On va commencer avec l’histoire de deux trajets, celui qui t’a menée à ta pratique actuelle du piano et celui qui t’a menée de Bruxelles à Berlin.

Mon trajet musical est très classique, ma grand-mère jouait du piano. C’était assez sacré, on ne pouvait pas y toucher sans demander. Il fallait se laver les mains, il y avait un grand respect pour l’instrument. Mes parents, qui n’avaient eux-mêmes jamais joué d’un instrument de musique, voulaient pour leurs enfants que chacun apprenne un instrument. Comme je connaissais le piano par ma grand-mère, je pense que c’est pour ça que j’ai choisi celui-là. J’ai commencé vers six ans, avec le mari de ma marraine. Tous les deux étaient intéressés par la musique contemporaine. Il m’a notamment appris le piano avec les compositions de György Kurtág, les pièces pédagogiques du Játékok, qui jouent beaucoup avec les effets sonores, les clusters, etc. et aussi avec la physicalité. Il y a par exemple beaucoup de pièces qui se jouent debout.
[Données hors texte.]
//! Provider-agnostic completion types and the `LlmProvider` trait.

use async_trait::async_trait;
use serde::{Deserialize, Serialize};

use crate::error::LlmError;

/// Author of a chat message.
#[derive(Debug, Clone, Copy, PartialEq, Eq, Serialize, Deserialize)]
#[serde(rename_all = "lowercase")]
pub enum Role {
    System,
    User,
    Assistant,
}

#[derive(Debug, Clone, PartialEq, Serialize, Deserialize)]
pub struct ChatMessage {
    pub role: Role,
    pub content: String,
}

impl ChatMessage {
    pub fn system(content: impl Into<String>) -> Self {
        Self {
            role: Role::System,
            content: content.into(),
        }
    }

    pub fn user(content: impl Into<String>) -> Self {
        Self {
            role: Role::User,
            content: content.into(),
        }
    }

    pub fn assistant(content: impl Into<String>) -> Self {
        Self {
            role: Role::Assistant,
            content: content.into(),
        }
    }
}

/// A single-turn completion request over an ordered transcript.
#[derive(Debug, Clone)]
pub struct CompletionRequest {
    pub messages: Vec<ChatMessage>,
    pub max_tokens: Option<u32>,
    pub temperature: Option<f32>,
}

impl CompletionRequest {
    pub fn new(messages: Vec<ChatMessage>) -> Self {
        Self {
            messages,
            max_tokens: None,
            temperature: None,
        }
    }

    pub fn with_max_tokens(mut self, max_tokens: u32) -> Self {
        self.max_tokens = Some(max_tokens);
        self
    }

    pub fn with_temperature(mut self, temperature: f32) -> Self {
        self.temperature = Some(temperature);
        self
    }
}

#[derive(Debug, Clone, PartialEq)]
pub struct CompletionResponse {
    pub content: String,
    pub input_tokens: u32,
    pub output_tokens: u32,
    pub stop_reason: Option<String>,
}

/// Text generation backend.
#[async_trait]
pub trait LlmProvider: Send + Sync {
    /// Model identifier requests are sent to.
    fn model_name(&self) -> &str;

    async fn complete(&self, request: CompletionRequest) -> Result<CompletionResponse, LlmError>;
}
//! Anthropic Messages API provider.

use std::time::Duration;

use async_trait::async_trait;
use reqwest::StatusCode;
use reqwest::header::{HeaderMap, HeaderValue};
use secrecy::{ExposeSecret, SecretString};
use serde::{Deserialize, Serialize};
use tracing::debug;

use crate::error::LlmError;
use crate::llm::provider::{ChatMessage, CompletionRequest, CompletionResponse, LlmProvider, Role};

const PROVIDER: &str = "anthropic";

/// Messages endpoint.
pub const API_BASE_URL: &str = "https://api.anthropic.com/v1/messages";
const API_VERSION: &str = "2023-06-01";
const DEFAULT_MAX_TOKENS: u32 = 1024;

// ── Wire types ──────────────────────────────────────────────────────

#[derive(Debug, Serialize)]
struct MessageRequest<'a> {
    model: &'a str,
    max_tokens: u32,
    #[serde(skip_serializing_if = "Option::is_none")]
    system: Option<String>,
    messages: Vec<ApiMessage>,
    #[serde(skip_serializing_if = "Option::is_none")]
    temperature: Option<f32>,
}

#[derive(Debug, Serialize, PartialEq)]
struct ApiMessage {
    role: &'static str,
    content: String,
}

#[derive(Debug, Deserialize)]
struct MessageResponse {
    #[serde(default)]
    content: Vec<ResponseContentBlock>,
    #[serde(default)]
    stop_reason: Option<String>,
    #[serde(default)]
    usage: ApiUsage,
}

#[derive(Debug, Deserialize)]
#[serde(tag = "type", rename_all = "snake_case")]
enum ResponseContentBlock {
    Text {
        text: String,
    },
    #[serde(other)]
    Other,
}

#[derive(Debug, Default, Deserialize)]
struct ApiUsage {
    #[serde(default)]
    input_tokens: u32,
    #[serde(default)]
    output_tokens: u32,
}

#[derive(Debug, Deserialize)]
struct ApiErrorResponse {
    error: ApiErrorDetail,
}

#[derive(Debug, Deserialize)]
struct ApiErrorDetail {
    #[serde(rename = "type")]
    type_: String,
    message: String,
}

// ── Provider ────────────────────────────────────────────────────────

/// HTTP client for the Anthropic Messages API.
///
/// Each call is a single attempt bounded by `timeout`.
#[derive(Debug, Clone)]
pub struct AnthropicProvider {
    client: reqwest::Client,
    model: String,
    base_url: String,
    timeout: Duration,
}

impl AnthropicProvider {
    pub fn new(api_key: &SecretString, model: &str, timeout: Duration) -> Result<Self, LlmError> {
        let mut headers = HeaderMap::new();
        let mut key = HeaderValue::from_str(api_key.expose_secret()).map_err(|_| {
            LlmError::AuthFailed {
                provider: PROVIDER.to_string(),
            }
        })?;
        key.set_sensitive(true);
        headers.insert("x-api-key", key);
        headers.insert("anthropic-version", HeaderValue::from_static(API_VERSION));

        let client = reqwest::Client::builder()
            .default_headers(headers)
            .timeout(timeout)
            .build()
            .map_err(|e| LlmError::RequestFailed {
                provider: PROVIDER.to_string(),
                reason: format!("failed to build HTTP client: {e}"),
            })?;

        Ok(Self {
            client,
            model: model.to_string(),
            base_url: API_BASE_URL.to_string(),
            timeout,
        })
    }

    /// Overrides the messages endpoint (proxies, tests).
    pub fn with_base_url(mut self, url: impl Into<String>) -> Self {
        self.base_url = url.into();
        self
    }

    fn request_failed(&self, reason: impl Into<String>) -> LlmError {
        LlmError::RequestFailed {
            provider: PROVIDER.to_string(),
            reason: reason.into(),
        }
    }
}

/// Split a transcript into the API's `system` field and alternating turns.
///
/// System messages are joined. Consecutive turns from the same side are
/// merged and leading assistant turns are dropped, since the API requires
/// the first turn to come from the user.
fn to_api_messages(messages: &[ChatMessage]) -> (Option<String>, Vec<ApiMessage>) {
    let system = messages
        .iter()
        .filter(|m| m.role == Role::System)
        .map(|m| m.content.as_str())
        .collect::<Vec<_>>()
        .join("\n\n");

    let mut turns: Vec<ApiMessage> = Vec::new();
    for msg in messages.iter().filter(|m| m.role != Role::System) {
        let role = match msg.role {
            Role::Assistant => "assistant",
            _ => "user",
        };
        if turns.is_empty() && role == "assistant" {
            continue;
        }
        match turns.last_mut() {
            Some(last) if last.role == role => {
                last.content.push_str("\n\n");
                last.content.push_str(&msg.content);
            }
            _ => turns.push(ApiMessage {
                role,
                content: msg.content.clone(),
            }),
        }
    }

    let system = (!system.is_empty()).then_some(system);
    (system, turns)
}

#[async_trait]
impl LlmProvider for AnthropicProvider {
    fn model_name(&self) -> &str {
        &self.model
    }

    async fn complete(&self, request: CompletionRequest) -> Result<CompletionResponse, LlmError> {
        let (system, messages) = to_api_messages(&request.messages);
        if messages.is_empty() {
            return Err(self.request_failed("no user message to respond to"));
        }

        let body = MessageRequest {
            model: &self.model,
            max_tokens: request.max_tokens.unwrap_or(DEFAULT_MAX_TOKENS),
            system,
            messages,
            temperature: request.temperature,
        };

        let response = self
            .client
            .post(&self.base_url)
            .json(&body)
            .send()
            .await
            .map_err(|e| {
                if e.is_timeout() {
                    LlmError::Timeout {
                        provider: PROVIDER.to_string(),
                        timeout: self.timeout,
                    }
                } else {
                    self.request_failed(format!("HTTP request failed: {e}"))
                }
            })?;

        let status = response.status();
        debug!(status = %status, model = %self.model, "completion response received");

        let text = response.text().await.map_err(|e| {
            if e.is_timeout() {
                LlmError::Timeout {
                    provider: PROVIDER.to_string(),
                    timeout: self.timeout,
                }
            } else {
                self.request_failed(format!("failed to read response body: {e}"))
            }
        })?;

        if status == StatusCode::UNAUTHORIZED || status == StatusCode::FORBIDDEN {
            return Err(LlmError::AuthFailed {
                provider: PROVIDER.to_string(),
            });
        }
        if !status.is_success() {
            let reason = match serde_json::from_str::<ApiErrorResponse>(&text) {
                Ok(api_err) => format!(
                    "Anthropic API error ({}): {}",
                    api_err.error.type_, api_err.error.message
                ),
                Err(_) => format!("API returned {status}: {text}"),
            };
            return Err(self.request_failed(reason));
        }

        let parsed: MessageResponse =
            serde_json::from_str(&text).map_err(|e| LlmError::InvalidResponse {
                provider: PROVIDER.to_string(),
                reason: format!("failed to parse API response: {e}"),
            })?;

        let content = parsed
            .content
            .iter()
            .filter_map(|block| match block {
                ResponseContentBlock::Text { text } => Some(text.as_str()),
                ResponseContentBlock::Other => None,
            })
            .collect::<String>();

        if content.trim().is_empty() {
            return Err(LlmError::InvalidResponse {
                provider: PROVIDER.to_string(),
                reason: "response contained no text".into(),
            });
        }

        Ok(CompletionResponse {
            content,
            input_tokens: parsed.usage.input_tokens,
            output_tokens: parsed.usage.output_tokens,
            stop_reason: parsed.stop_reason,
        })
    }
}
Il y a aussi beaucoup de registres très graves ou très aigus, qu’on n’explore pas normalement au début quand on apprend le piano, où on reste souvent tout serré au centre du clavier. Donc je pense que ce sont toutes ces choses-là, qu’il m’a apprises, qui ont déclenché la suite. Il était aussi très rigoureux, avec une approche très sévère. Je me souviens que, pendant les premiers cours, je ne pouvais pas utiliser les touches, je devais apprendre à poser mes mains sur le clavier fermé. Comme avec ma grand-mère, il y avait ce mélange d’ouverture et de fermeture.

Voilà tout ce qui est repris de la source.